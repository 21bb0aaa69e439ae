//! Control-side single-voice policy.
//!
//! At most one voice is ever active. Triggering a pad stops the current voice before the new one
//! is started, and completions of voices that were already superseded are ignored.

use crate::audio_engine::buffer_cache::BufferCache;
use crate::audio_engine::context::AudioContext;
use crate::audio_engine::errors::PlayError;
use crate::audio_engine::voice::VoiceId;
use crate::messages::{ControlMessage, SampleBuffer};

/// The voice the control loop believes is playing.
#[derive(Debug, Clone)]
pub struct ActiveVoice {
    pub id: VoiceId,
    pub key: String,
    pub sample: SampleBuffer,
}

#[derive(Debug, Default)]
pub struct PlaybackEngine {
    active: Option<ActiveVoice>,
    next_voice_id: u64,
}

impl PlaybackEngine {
    pub fn new() -> Self {
        Self::default()
    }

    /// Stops whatever is playing and starts the buffer stored under `key` from its first frame.
    ///
    /// The stop is sent even when `key` has no buffer, so a missing sound still silences the
    /// previous one.
    pub fn play(
        &mut self,
        key: &str,
        cache: &BufferCache,
        context: &mut AudioContext,
    ) -> Result<VoiceId, PlayError> {
        // The previous voice stays active until its stop is queued.
        if let Some(previous) = &self.active {
            log::debug!("Stopping {} ({})", previous.id, previous.key);
            let voice_id = previous.id;
            context.send(ControlMessage::StopVoice { voice_id })?;
            self.active = None;
        }

        let sample = cache
            .get(key)
            .cloned()
            .ok_or_else(|| PlayError::MissingBuffer {
                key: key.to_string(),
            })?;

        context.connect_output()?;

        let id = self.allocate_id();
        context.send(ControlMessage::StartVoice {
            voice_id: id,
            sample: sample.clone(),
        })?;

        log::debug!("Playing {key} as {id}");
        self.active = Some(ActiveVoice {
            id,
            key: key.to_string(),
            sample,
        });
        Ok(id)
    }

    /// Handles a voice ending on the audio thread.
    ///
    /// Clears the active voice only when `id` is still the active one; returns whether it did.
    pub fn on_voice_ended(&mut self, id: VoiceId) -> bool {
        match &self.active {
            Some(active) if active.id == id => {
                self.active = None;
                true
            }
            _ => false,
        }
    }

    pub fn active_voice(&self) -> Option<&ActiveVoice> {
        self.active.as_ref()
    }

    fn allocate_id(&mut self) -> VoiceId {
        self.next_voice_id += 1;
        VoiceId(self.next_voice_id)
    }
}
★ ★ ★ ★ ★ ★ ★
### ABOUT THIS TASK
Transcribe all of the material above so that it matches the source exactly.

### ANSWER
repository 21bb0aaa69e439ae
//! Control-side single-voice policy.
//!
//! At most one voice is ever active. Triggering a pad stops the current voice before the new one
//! is started, and completions of voices that were already superseded are ignored.

use crate::audio_engine::buffer_cache::BufferCache;
use crate::audio_engine::context::AudioContext;
use crate::audio_engine::errors::PlayError;
use crate::audio_engine::voice::VoiceId;
use crate::messages::{ControlMessage, SampleBuffer};

/// The voice the control loop believes is playing.
#[derive(Debug, Clone)]
pub struct ActiveVoice {
    pub id: VoiceId,
    pub key: String,
    pub sample: SampleBuffer,
}

#[derive(Debug, Default)]
pub struct PlaybackEngine {
    active: Option<ActiveVoice>,
    next_voice_id: u64,
}

impl PlaybackEngine {
    pub fn new() -> Self {
        Self::default()
    }

    /// Stops whatever is playing and starts the buffer stored under `key` from its first frame.
    ///
    /// The stop is sent even when `key` has no buffer, so a missing sound still silences the
    /// previous one.
    pub fn play(
        &mut self,
        key: &str,
        cache: &BufferCache,
        context: &mut AudioContext,
    ) -> Result<VoiceId, PlayError> {
        // The previous voice stays active until its stop is queued.
        if let Some(previous) = &self.active {
            log::debug!("Stopping {} ({})", previous.id, previous.key);
            let voice_id = previous.id;
            context.send(ControlMessage::StopVoice { voice_id })?;
            self.active = None;
        }

        let sample = cache
            .get(key)
            .cloned()
            .ok_or_else(|| PlayError::MissingBuffer {
                key: key.to_string(),
            })?;

        context.connect_output()?;

        let id = self.allocate_id();
        context.send(ControlMessage::StartVoice {
            voice_id: id,
            sample: sample.clone(),
        })?;

        log::debug!("Playing {key} as {id}");
        self.active = Some(ActiveVoice {
            id,
            key: key.to_string(),
            sample,
        });
        Ok(id)
    }

    /// Handles a voice ending on the audio thread.
    ///
    /// Clears the active voice only when `id` is still the active one; returns whether it did.
    pub fn on_voice_ended(&mut self, id: VoiceId) -> bool {
        match &self.active {
            Some(active) if active.id == id => {
                self.active = None;
                true
            }
            _ => false,
        }
    }

    pub fn active_voice(&self) -> Option<&ActiveVoice> {
        self.active.as_ref()
    }

    fn allocate_id(&mut self) -> VoiceId {
        self.next_voice_id += 1;
        VoiceId(self.next_voice_id)
    }
}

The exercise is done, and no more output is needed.